SOURCE DATA —
// src/db/migrations.rs
//
// Database schema initialization and migrations
//
// PRINCIPLES:
// - Explicit schema versions
// - No automatic migrations
// - Clear error messages
// - Idempotent operations

use rusqlite::Connection;
use crate::error::{AppError, AppResult};

/// Current schema version
/// Increment this when adding migrations
const CURRENT_SCHEMA_VERSION: i32 = 1;

const INITIAL_SCHEMA: &str = "
CREATE TABLE IF NOT EXISTS schema_version (
    version INTEGER PRIMARY KEY,
    applied_at TEXT NOT NULL
);

CREATE TABLE IF NOT EXISTS kv_store (
    namespace TEXT PRIMARY KEY,
    value TEXT NOT NULL,
    updated_at TEXT NOT NULL
);
";

/// Initialize the database schema
///
/// This function:
/// 1. Checks current schema version
/// 2. Applies necessary migrations
/// 3. Updates version tracking
///
/// Safe to call multiple times (idempotent).
pub fn initialize_database(conn: &Connection) -> AppResult<()> {
    let current_version = get_schema_version(conn)?;

    if current_version == 0 {
        apply_initial_schema(conn)?;
        set_schema_version(conn, 1)?;
    } else if current_version > CURRENT_SCHEMA_VERSION {
        return Err(AppError::Other(format!(
            "Schema version {} is newer than supported {}. Update the application.",
            current_version, CURRENT_SCHEMA_VERSION
        )));
    }

    Ok(())
}

/// Get current schema version
/// Returns 0 if schema_version table doesn't exist (fresh database)
fn get_schema_version(conn: &Connection) -> AppResult<i32> {
    let table_exists: bool = conn
        .query_row(
            "SELECT EXISTS(SELECT 1 FROM sqlite_master WHERE type='table' AND name='schema_version')",
            [],
            |row| row.get(0),
        )
        .map_err(AppError::Database)?;

    if !table_exists {
        return Ok(0);
    }

    let version: Option<i32> = conn
        .query_row("SELECT MAX(version) FROM schema_version", [], |row| row.get(0))
        .map_err(AppError::Database)?;

    Ok(version.unwrap_or(0))
}

fn set_schema_version(conn: &Connection, version: i32) -> AppResult<()> {
    conn.execute(
        "INSERT OR IGNORE INTO schema_version (version, applied_at) VALUES (?1, datetime('now'))",
        [version],
    )
    .map_err(AppError::Database)?;

    Ok(())
}

fn apply_initial_schema(conn: &Connection) -> AppResult<()> {
    conn.execute_batch(INITIAL_SCHEMA)
        .map_err(|e| AppError::Other(format!("Failed to apply initial schema: {}", e)))?;

    Ok(())
}

/// Verify database integrity
///
/// Runs SQLite's integrity check.
pub fn verify_database_integrity(conn: &Connection) -> AppResult<()> {
    let result: String = conn
        .query_row("PRAGMA integrity_check", [], |row| row.get(0))
        .map_err(AppError::Database)?;

    if result != "ok" {
        return Err(AppError::Other(format!("Database integrity check failed: {}", result)));
    }

    Ok(())
}
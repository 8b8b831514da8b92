// src/main.rs
//
// cinelist [search terms]
//
// Without arguments prints the popular movies, otherwise the first page of
// search results, in the stored movie language.

use anyhow::{bail, Context, Result};
use tracing_subscriber::EnvFilter;

use cinelist::application::commands::{list_movies, search_movies};
use cinelist::application::dto::MovieSummaryDto;
use cinelist::application::ErrorResponse;
use cinelist::{AppConfig, AppState, QueryStatus};

fn init_logging() {
    // Still overridable via RUST_LOG
    let filter = EnvFilter::try_from_default_env()
        .unwrap_or_else(|_| EnvFilter::new("cinelist=info,reqwest=warn"));

    tracing_subscriber::fmt()
        .with_env_filter(filter)
        .with_target(true)
        .init();
}

fn print_movies(movies: &[MovieSummaryDto]) {
    for movie in movies {
        let year = movie.release_date.get(..4).unwrap_or("----");
        println!("{:>8}  {}  {:>4.1}  {}", movie.id, year, movie.vote_average, movie.title);
    }
}

fn describe(error: Option<ErrorResponse>) -> String {
    match error {
        Some(e) => match e.details {
            Some(details) => format!("{} ({})", e.message, details),
            None => e.message,
        },
        None => "no data".to_string(),
    }
}

#[tokio::main]
async fn main() -> Result<()> {
    init_logging();

    let config = AppConfig::from_env().context("invalid configuration")?;
    let state = AppState::initialize(&config).context("failed to start")?;
    let query = std::env::args().skip(1).collect::<Vec<_>>().join(" ");

    let (status, movies, error) = if query.trim().is_empty() {
        let result = list_movies(&state, "popular", 1)
            .await
            .map_err(|e| anyhow::anyhow!(e.message))?;
        (
            result.status,
            result.data.map(|page| page.movies),
            result.error,
        )
    } else {
        let result = search_movies(&state, &query, false).await;
        (
            result.status,
            result.data.map(|feed| feed.movies),
            result.error,
        )
    };

    match (status, movies) {
        (QueryStatus::Success, Some(movies)) => {
            println!(
                "language: {}  ({} movies)",
                state.locale.get_movie_language(),
                movies.len()
            );
            print_movies(&movies);
        }
        _ => bail!("catalog request failed: {}", describe(error)),
    }

    state.flush().await;
    Ok(())
}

THE PROBLEM —
After you work out how many lines in the material hold the word "bail", please respond with that number alone.

ANSWER BOX —
2